• Your assignment: Whenever a line in the data holds the string "only", copy that line.

• Information:

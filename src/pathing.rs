use fnv::FnvHashMap;
use itertools::Itertools;
use log::{debug, warn};
use smallvec::SmallVec;
use std::collections::VecDeque;

use crate::cells::GridCoordinate;
use crate::grid::Grid;

/// Construct a hash map with the specified capacity. Fnv is much faster than the default hasher
/// on short keys such as grid coordinates.
fn fnv_hashmap<K, V>(capacity: usize) -> FnvHashMap<K, V> {
    FnvHashMap::with_capacity_and_hasher(capacity, Default::default())
}


/// A route through the maze, from its start cell to its end cell inclusive.
/// Consecutive cells are neighbours with no wall between them. Never empty.
#[derive(Debug, Clone, PartialEq, Eq, Hash)]
pub struct Path {
    cells: Vec<GridCoordinate>,
}

impl Path {
    #[inline]
    pub fn cells(&self) -> &[GridCoordinate] {
        &self.cells
    }

    #[inline]
    pub fn start(&self) -> GridCoordinate {
        self.cells[0]
    }

    #[inline]
    pub fn end(&self) -> GridCoordinate {
        self.cells[self.cells.len() - 1]
    }

    /// Number of cells on the path, both ends included.
    #[inline]
    pub fn len(&self) -> usize {
        self.cells.len()
    }

    /// Number of steps from start to end.
    #[inline]
    pub fn edge_count(&self) -> usize {
        self.cells.len() - 1
    }

    pub fn contains(&self, coord: GridCoordinate) -> bool {
        self.cells.contains(&coord)
    }

    /// Each step of the path as a (from, to) pair.
    pub fn segments(&self) -> impl Iterator<Item = (GridCoordinate, GridCoordinate)> + '_ {
        self.cells.iter().cloned().tuple_windows()
    }
}

/// Shortest route between two cells through open passages, found breadth first.
///
/// The search stops as soon as `end` comes off the frontier. Returns None when `end` cannot be
/// reached from `start`, which in a perfect maze only happens for coordinates off the grid.
pub fn shortest_path(grid: &Grid,
                     start: GridCoordinate,
                     end: GridCoordinate)
                     -> Option<Path> {

    if !grid.is_valid_coordinate(start) || !grid.is_valid_coordinate(end) {
        warn!("No path from {} to {}, a coordinate is off the grid", start, end);
        return None;
    }

    // The parents map doubles as the visited set, start is the only cell without a parent.
    let mut parents: FnvHashMap<GridCoordinate, Option<GridCoordinate>> = fnv_hashmap(grid.size());
    parents.insert(start, None);
    let mut frontier = VecDeque::new();
    frontier.push_back(start);

    while let Some(current) = frontier.pop_front() {
        if current == end {
            break;
        }

        for neighbour in grid.open_neighbours(current) {
            if !parents.contains_key(&neighbour) {
                parents.insert(neighbour, Some(current));
                frontier.push_back(neighbour);
            }
        }
    }

    if !parents.contains_key(&end) {
        warn!("No path from {} to {}", start, end);
        return None;
    }

    let mut cells = vec![end];
    let mut current = end;
    while let Some(&Some(parent)) = parents.get(&current) {
        cells.push(parent);
        current = parent;
    }
    cells.reverse();

    debug!("Shortest path from {} to {} is {} steps", start, end, cells.len() - 1);
    Some(Path { cells })
}


/// Step counts from one start cell to every cell reachable from it.
#[derive(Debug, Clone)]
pub struct Distances {
    start_coordinate: GridCoordinate,
    distances: FnvHashMap<GridCoordinate, u32>,
    max_distance: u32,
}

impl Distances {
    /// Flood fill outwards from `start_coordinate`. Returns None if the start is not on the grid.
    pub fn for_grid(grid: &Grid, start_coordinate: GridCoordinate) -> Option<Distances> {

        if !grid.is_valid_coordinate(start_coordinate) {
            return None;
        }

        let mut max = 0;
        let mut distances = fnv_hashmap(grid.size());
        distances.insert(start_coordinate, 0);

        // Every link is one step, so the first time a cell is reached is by a shortest route
        // and its distance never changes afterwards. The map is also the visited set.
        let mut frontier = vec![start_coordinate];
        while !frontier.is_empty() {

            let mut new_frontier = vec![];
            for cell_coord in &frontier {
                let distance_to_cell = distances[cell_coord];
                max = max.max(distance_to_cell);

                for link_coordinate in grid.open_neighbours(*cell_coord) {
                    if !distances.contains_key(&link_coordinate) {
                        distances.insert(link_coordinate, distance_to_cell + 1);
                        new_frontier.push(link_coordinate);
                    }
                }
            }
            frontier = new_frontier;
        }

        Some(Distances {
            start_coordinate,
            distances,
            max_distance: max,
        })
    }

    #[inline(always)]
    pub fn start(&self) -> GridCoordinate {
        self.start_coordinate
    }

    #[inline(always)]
    pub fn max(&self) -> u32 {
        self.max_distance
    }

    #[inline(always)]
    pub fn distance_from_start_to(&self, coord: GridCoordinate) -> Option<u32> {
        self.distances.get(&coord).cloned()
    }

    /// How many cells can be reached from the start, the start included.
    pub fn reachable_count(&self) -> usize {
        self.distances.len()
    }

    /// The cells at the maximum distance, sorted.
    pub fn furthest_points_on_grid(&self) -> SmallVec<[GridCoordinate; 8]> {
        let furthest_distance = self.max();
        let mut furthest = self.distances
            .iter()
            .filter(|&(_, distance)| *distance == furthest_distance)
            .map(|(coord, _)| *coord)
            .collect::<SmallVec<[GridCoordinate; 8]>>();
        furthest.sort();
        furthest
    }
}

• Response for this exercise:
/// reached from `start`, which in a perfect maze only happens for coordinates off the grid.
    // The parents map doubles as the visited set, start is the only cell without a parent.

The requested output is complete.